In Wall Street Journal bestselling author Melinda Leigh’s edgy new thriller, Louisa Hancock thought she was safe…but there’s a new killer in town.
When a mysterious package lands on Louisa Hancock’s doorstep, the Philadelphia museum curator can hardly anticipate the nightmare that’s about to envelop her. The package is addressed to her father—an expert in Viking culture—and inside is a ninth-century sword, a chilling thank-you note, and photos of two dead bodies in a tableau evoking a Nordic funeral. The gruesome images match a recent crime scene. But before the police can investigate the killer’s connection to Louisa’s father, Ward Hancock vanishes.

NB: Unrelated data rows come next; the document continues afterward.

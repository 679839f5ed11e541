//! Integration tests for SSE with HTTP middleware.
//!
//! Tests that HTTP middleware correctly processes:
//! - Initial SSE GET requests
//! - SSE reconnections with Last-Event-ID
//! - Middleware state across reconnections

#![cfg(feature = "streamable-http")]

use async_trait::async_trait;
use pmcp::client::http_middleware::{
    HttpMiddleware, HttpMiddlewareChain, HttpMiddlewareContext, HttpRequest, HttpResponse,
};
use pmcp::server::streamable_http_server::{
    InMemoryEventStore, StreamableHttpServer, StreamableHttpServerConfig,
};
use pmcp::server::Server;
use pmcp::shared::streamable_http::{StreamableHttpTransport, StreamableHttpTransportConfig};
use pmcp::types::capabilities::ServerCapabilities;
use pmcp::ClientBuilder;
use std::sync::atomic::{AtomicUsize, Ordering};
use std::sync::Arc;
use tokio::sync::Mutex;
use url::Url;

/// Middleware that tracks how many times it's called and what headers it sees
#[derive(Debug)]
struct RequestTrackingMiddleware {
    request_count: Arc<AtomicUsize>,
    last_event_ids: Arc<Mutex<Vec<Option<String>>>>,
}

impl RequestTrackingMiddleware {
    fn new() -> Self {
        Self {
            request_count: Arc::new(AtomicUsize::new(0)),
            last_event_ids: Arc::new(Mutex::new(Vec::new())),
        }
    }

    fn get_request_count(&self) -> usize {
        self.request_count.load(Ordering::SeqCst)
    }

    async fn get_last_event_ids(&self) -> Vec<Option<String>> {
        self.last_event_ids.lock().await.clone()
    }
}

#[async_trait]
impl HttpMiddleware for RequestTrackingMiddleware {
    async fn on_request(
        &self,
        request: &mut HttpRequest,
        _context: &HttpMiddlewareContext,
    ) -> pmcp::Result<()> {
        // Increment counter
        self.request_count.fetch_add(1, Ordering::SeqCst);

        // Track Last-Event-ID header if present
        let last_event_id = request.get_header("Last-Event-ID").map(|s| s.to_string());
        self.last_event_ids.lock().await.push(last_event_id);

        tracing::debug!(
            "RequestTrackingMiddleware: request #{}, Last-Event-ID: {:?}",
            self.request_count.load(Ordering::SeqCst),
            request.get_header("Last-Event-ID")
        );

        Ok(())
    }

    fn priority(&self) -> i32 {
        50 // Normal priority
    }
}

#[tokio::test]
async fn test_middleware_runs_on_sse_get() {
    // Create server in SSE mode (stateful with event store)
    let server = Server::builder()
        .name("sse-middleware-test")
        .version("1.0.0")
        .capabilities(ServerCapabilities::minimal())
        .build()
        .unwrap();

    let event_store = InMemoryEventStore::default();
    let config = StreamableHttpServerConfig {
        session_id_generator: Some(Box::new(|| uuid::Uuid::new_v4().to_string())),
        enable_json_response: false, // Force SSE mode
        event_store: Some(Arc::new(event_store)),
        on_session_initialized: None,
        on_session_closed: None,
        http_middleware: None,
    };

    let server_instance = StreamableHttpServer::with_config(
        "127.0.0.1:0".parse().unwrap(),
        Arc::new(Mutex::new(server)),
        config,
    );

    let (addr, handle) = server_instance.start().await.unwrap();

    // Create HTTP middleware chain with tracking middleware
    let tracking_middleware = Arc::new(RequestTrackingMiddleware::new());
    let mut http_chain = HttpMiddlewareChain::new();
    http_chain.add(tracking_middleware.clone());

    // Create client with SSE transport and middleware
    let client_config = StreamableHttpTransportConfig {
        url: Url::parse(&format!("http://{}", addr)).unwrap(),
        extra_headers: vec![],
        auth_provider: None,
        session_id: None,
        enable_json_response: false, // Use SSE
        on_resumption_token: None,
        http_middleware_chain: Some(Arc::new(http_chain)),
    };

    let transport = StreamableHttpTransport::new(client_config);
    let mut client = ClientBuilder::new(transport).build();

    // Initialize - this should trigger SSE GET request
    let _init_result = client
        .initialize(pmcp::ClientCapabilities::minimal())
        .await
        .unwrap();

    // Give SSE a moment to establish
    tokio::time::sleep(std::time::Duration::from_millis(100)).await;

    // Verify middleware was called for the SSE GET request
    let request_count = tracking_middleware.get_request_count();
    assert!(
        request_count >= 1,
        "Middleware should have been called at least once for SSE GET, got {}",
        request_count
    );

    // Verify initial request had no Last-Event-ID
    let last_event_ids = tracking_middleware.get_last_event_ids().await;
    assert!(
        !last_event_ids.is_empty(),
        "Should have at least one request tracked"
    );
    assert_eq!(
        last_event_ids[0], None,
        "Initial SSE request should not have Last-Event-ID"
    );

    // Cleanup
    drop(client);
    handle.abort();
}

#[tokio::test]
async fn test_middleware_with_multiple_http_methods() {
    // Middleware that tracks HTTP methods
    #[derive(Debug)]
    struct MethodTrackingMiddleware {
        methods: Arc<Mutex<Vec<String>>>,
    }

    #[async_trait]
    impl HttpMiddleware for MethodTrackingMiddleware {
        async fn on_request(
            &self,
            request: &mut HttpRequest,
            _context: &HttpMiddlewareContext,
        ) -> pmcp::Result<()> {
            self.methods.lock().await.push(request.method.clone());
            Ok(())
        }

        fn priority(&self) -> i32 {
            50
        }
    }

    // Create server
    let server = Server::builder()
        .name("multi-method-test")
        .version("1.0.0")
        .capabilities(ServerCapabilities::tools_only())
        .build()
        .unwrap();

    let config = StreamableHttpServerConfig {
        session_id_generator: None,
        enable_json_response: true, // JSON mode for simpler testing
        event_store: None,
        on_session_initialized: None,
        on_session_closed: None,
        http_middleware: None,
    };

    let server_instance = StreamableHttpServer::with_config(
        "127.0.0.1:0".parse().unwrap(),
        Arc::new(Mutex::new(server)),
        config,
    );

    let (addr, handle) = server_instance.start().await.unwrap();

    let method_tracker = Arc::new(MethodTrackingMiddleware {
        methods: Arc::new(Mutex::new(Vec::new())),
    });

    let mut http_chain = HttpMiddlewareChain::new();
    http_chain.add(method_tracker.clone());

    // Create client
    let client_config = StreamableHttpTransportConfig {
        url: Url::parse(&format!("http://{}", addr)).unwrap(),
        extra_headers: vec![],
        auth_provider: None,
        session_id: None,
        enable_json_response: true,
        on_resumption_token: None,
        http_middleware_chain: Some(Arc::new(http_chain)),
    };

    let transport = StreamableHttpTransport::new(client_config);
    let mut client = ClientBuilder::new(transport).build();

    // Initialize (POST)
    let _init_result = client
        .initialize(pmcp::ClientCapabilities::minimal())
        .await
        .unwrap();

    // List tools (POST)
    let _tools = client.list_tools(None).await.unwrap();

    // Verify middleware tracked POST methods
    let methods = method_tracker.methods.lock().await;
    assert!(methods.len() >= 2, "Should have at least 2 POST requests");
    for method in methods.iter() {
        assert_eq!(method, "POST", "All requests should be POST in JSON mode");
    }

    // Cleanup
    drop(client);
    handle.abort();
}

#[tokio::test]
async fn test_middleware_modifies_request_headers() {
    // Middleware that adds a custom header
    #[derive(Debug)]
    struct HeaderInjectionMiddleware {
        header_value: String,
    }

    #[async_trait]
    impl HttpMiddleware for HeaderInjectionMiddleware {
        async fn on_request(
            &self,
            request: &mut HttpRequest,
            _context: &HttpMiddlewareContext,
        ) -> pmcp::Result<()> {
            request.add_header("X-Custom-Test", &self.header_value);
            Ok(())
        }

        fn priority(&self) -> i32 {
            10
        }
    }

    // Create server
    let server = Server::builder()
        .name("header-test")
        .version("1.0.0")
        .capabilities(ServerCapabilities::minimal())
        .build()
        .unwrap();

    let config = StreamableHttpServerConfig {
        session_id_generator: None,
        enable_json_response: true,
        event_store: None,
        on_session_initialized: None,
        on_session_closed: None,
        http_middleware: None,
    };

    let server_instance = StreamableHttpServer::with_config(
        "127.0.0.1:0".parse().unwrap(),
        Arc::new(Mutex::new(server)),
        config,
    );

    let (addr, handle) = server_instance.start().await.unwrap();

    let mut http_chain = HttpMiddlewareChain::new();
    http_chain.add(Arc::new(HeaderInjectionMiddleware {
        header_value: "test-value-123".to_string(),
    }));

    let client_config = StreamableHttpTransportConfig {
        url: Url::parse(&format!("http://{}", addr)).unwrap(),
        extra_headers: vec![],
        auth_provider: None,
        session_id: None,
        enable_json_response: true,
        on_resumption_token: None,
        http_middleware_chain: Some(Arc::new(http_chain)),
    };

    let transport = StreamableHttpTransport::new(client_config);
    let mut client = ClientBuilder::new(transport).build();

    // Make request - middleware should inject header
    let _init_result = client
        .initialize(pmcp::ClientCapabilities::minimal())
        .await
        .unwrap();

    // If we got here without error, the server received the request with custom header
    // (In a real test, we'd verify the server saw the header, but that requires server-side tracking)

    // Cleanup
    drop(client);
    handle.abort();
}

#[tokio::test]
async fn test_middleware_response_processing() {
    // Middleware that tracks response status codes
    #[derive(Debug)]
    struct ResponseTrackingMiddleware {
        status_codes: Arc<Mutex<Vec<u16>>>,
    }

    #[async_trait]
    impl HttpMiddleware for ResponseTrackingMiddleware {
        async fn on_response(
            &self,
            response: &mut HttpResponse,
            _context: &HttpMiddlewareContext,
        ) -> pmcp::Result<()> {
            self.status_codes.lock().await.push(response.status);
            tracing::debug!("Response status: {}", response.status);
            Ok(())
        }

        fn priority(&self) -> i32 {
            50
        }
    }

    let response_tracker = Arc::new(ResponseTrackingMiddleware {
        status_codes: Arc::new(Mutex::new(Vec::new())),
    });

    // Create server with tools capability
    let server = Server::builder()
        .name("response-test")
        .version("1.0.0")
        .capabilities(ServerCapabilities::tools_only())
        .build()
        .unwrap();

    let config = StreamableHttpServerConfig {
        session_id_generator: None,
        enable_json_response: true,
        event_store: None,
        on_session_initialized: None,
        on_session_closed: None,
        http_middleware: None,
    };

    let server_instance = StreamableHttpServer::with_config(
        "127.0.0.1:0".parse().unwrap(),
        Arc::new(Mutex::new(server)),
        config,
    );

    let (addr, handle) = server_instance.start().await.unwrap();

    let mut http_chain = HttpMiddlewareChain::new();
    http_chain.add(response_tracker.clone());

    let client_config = StreamableHttpTransportConfig {
        url: Url::parse(&format!("http://{}", addr)).unwrap(),
        extra_headers: vec![],
        auth_provider: None,
        session_id: None,
        enable_json_response: true,
        on_resumption_token: None,
        http_middleware_chain: Some(Arc::new(http_chain)),
    };

    let transport = StreamableHttpTransport::new(client_config);
    let mut client = ClientBuilder::new(transport).build();

    // Make requests
    let _init_result = client
        .initialize(pmcp::ClientCapabilities::minimal())
        .await
        .unwrap();

    let _tools = client.list_tools(None).await.unwrap();

    // Verify middleware tracked response status codes
    let status_codes = response_tracker.status_codes.lock().await;
    assert!(
        status_codes.len() >= 2,
        "Should have tracked at least 2 responses"
    );
    for status in status_codes.iter() {
        assert!(
            *status == 200 || *status == 202,
            "Successful requests should have 200 or 202 (Accepted) status, got {}",
            status
        );
    }

    // Cleanup
    drop(client);
    handle.abort();
}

Sports bar owner Conor Sullivan wants nothing more than to spend his life with Louisa. Devoted and protective, he refuses to leave her side after her father’s disappearance. When a troubled young boxer he’s been coaching is suspected of the murders, Conor is pulled in even deeper. Desperate, Louisa and Conor take it upon themselves to find her father, but soon another ritualistic slaying makes it clear there’s a Viking-obsessed serial killer on the loose. And he has a new target: Louisa.
Romance Suspense [Montlake Romance, On Sale: January 3, 2017, Paperback / e-Book, ISBN: 9781503939257 / ]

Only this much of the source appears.